I had the opportunity to testify before this committee at the start of the month, if my memory serves me, and I believe you asked me the same question. I was told my answer was good, so I'm going to repeat it.
In criminal prosecutions, appearances are often as important as, if not more important than the reality. In my career as a prosecutor, which has spanned roughly 30 years at the federal and provincial level, I have never had any problem with so-called political interventions by one of the 12 or 13 attorneys general for whom I have worked.
Appearances are at times different. Over those years, there have been, unfortunately all too often, situations in which both the public and the media had a perception of political intervention, which had not occurred. That perception was conveyed by individuals who based their assertion on what I would call circumstances that might lead them to consider that there might have been political intervention, which was not the case.
Often they came to the conclusion that the people representing the Attorney General, those acting as deputy attorneys general, were close to politicians that were accountable to their political masters. Those apparent interventions might have occurred, but, and I repeat, they in fact had not.
This provision reproduces what is done elsewhere in the Commonwealth and what has been done for about 10 years in Nova Scotia, Quebec and, for a few months and in part, what has been done in British Columbia. In Nova Scotia, a DPP was created as a result of a claim that there had been political intervention.

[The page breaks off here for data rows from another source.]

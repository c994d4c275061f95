//! UAV flight control for VIGIL.
//!
//! Route following and the jam-response state machine, as pure functions
//! over plain data. The simulation owns the UAV entity and feeds these
//! functions once per tick.

pub mod fsm;
pub mod route;

pub use vigil_core as core;

#[cfg(test)]
mod tests;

So in response to that question, in my last appearance before the committee, I asked whether we had to wait for a scandal before creating an institution which, in appearance and reality, gives greater independence to the Director of Criminal Prosecutions, who will be selected by parliamentarians, ultimately, based on the amendments that have been tabled this morning.
Under those provisions, we are assured that, when difficult situations arise in which the claim is made that there has been political intervention, it can always be doubted, since the individual who has made the decision will be independent of all political intervention, will be free from all political contact and, in his soul and conscience, will pursue his objective of prosecuting individuals.